Repeat verbatim the lines of the data below, beginning with the line containing "the batch proceeds." and continuing to the end.

----

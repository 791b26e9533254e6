//! Copyright © 2025-2026 Wenze Wei. All Rights Reserved.
//!
//! This file is part of Piper.
//! The Piper project belongs to the Dunimd Team.
//!
//! Licensed under the Apache License, Version 2.0 (the "License");
//! You may not use this file except in compliance with the License.
//! You may obtain a copy of the License at
//!
//!     http://www.apache.org/licenses/LICENSE-2.0
//!
//! Unless required by applicable law or agreed to in writing, software
//! distributed under the License is distributed on an "AS IS" BASIS,
//! WITHOUT WARRANTIES OR CONDITIONS OF ANY KIND, either express or implied.
//! See the License for the specific language governing permissions and
//! limitations under the License.

//! # Piper
//!
//! Piper is an embeddable pipeline engine. It compiles a small declarative
//! script into named, reusable transformation pipelines and executes them
//! over batches of records, calling back into user-supplied functions and
//! external key-based lookup sources along the way.
//!
//! ## A Minimal Embedding
//!
//! ```rust
//! use std::collections::HashMap;
//! use piper::{Piper, PiperRecord, PiperValue};
//!
//! let piper = Piper::new(
//!     "double_it(x)\n| project y = x * 2\n;",
//!     HashMap::new(),
//!     HashMap::new(),
//! ).unwrap();
//!
//! let result = piper.process("double_it", PiperRecord::new().with("x", 21i64)).unwrap();
//! assert_eq!(result.rows[0].get("y"), Some(&PiperValue::Int(42)));
//! assert!(result.errors.is_empty());
//! ```
//!
//! ## Execution Model
//!
//! A `Piper` instance is immutable once constructed and safe to share by
//! reference across threads and tasks. Every `process` call is independent;
//! nothing carries over between calls. Row-level problems never abort a
//! batch: the affected cell becomes Null and a `PiperFieldError` describes
//! what went wrong, while the rest of the batch proceeds.
//!
//! ## Module Map
//!
//! - [`value`]: the dynamic value model and its coercion rules
//! - [`record`]: ordered records exchanged at the API boundary
//! - `dsl`: lexer, parser, IR, and compiler
//! - `expr`: bound expression evaluation
//! - [`function`]: the function calling convention and builtin library
//! - [`lookup`]: external key-based data sources
//! - [`engine`]: batch execution and error accumulation
//! - `piper`: the instance type tying it all together

pub mod engine;
pub mod errors;
pub mod function;
pub mod lookup;
pub mod record;
pub mod value;

pub(crate) mod dsl;
pub(crate) mod expr;
mod piper;

pub use engine::{PiperFieldError, PiperProcessResult};
pub use errors::{PiperError, Result};
pub use function::{
    binary_fn, quaternary_fn, sync_fn, unary_fn, FromPiperValue, IntoPiperValue, PiperFunction,
};
pub use lookup::{lookup_fn, PiperLookupSource, PiperMapSource};
pub use piper::Piper;
pub use record::{PiperRecord, PiperRecordBatch};
pub use value::{PiperValue, PiperValueType};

----

Result below:
//! what went wrong, while the rest of the batch proceeds.
//!
//! ## Module Map
//!
//! - [`value`]: the dynamic value model and its coercion rules
//! - [`record`]: ordered records exchanged at the API boundary
//! - `dsl`: lexer, parser, IR, and compiler
//! - `expr`: bound expression evaluation
//! - [`function`]: the function calling convention and builtin library
//! - [`lookup`]: external key-based data sources
//! - [`engine`]: batch execution and error accumulation
//! - `piper`: the instance type tying it all together

pub mod engine;
pub mod errors;
pub mod function;
pub mod lookup;
pub mod record;
pub mod value;

pub(crate) mod dsl;
pub(crate) mod expr;
mod piper;

pub use engine::{PiperFieldError, PiperProcessResult};
pub use errors::{PiperError, Result};
pub use function::{
    binary_fn, quaternary_fn, sync_fn, unary_fn, FromPiperValue, IntoPiperValue, PiperFunction,
};
pub use lookup::{lookup_fn, PiperLookupSource, PiperMapSource};
pub use piper::Piper;
pub use record::{PiperRecord, PiperRecordBatch};
pub use value::{PiperValue, PiperValueType};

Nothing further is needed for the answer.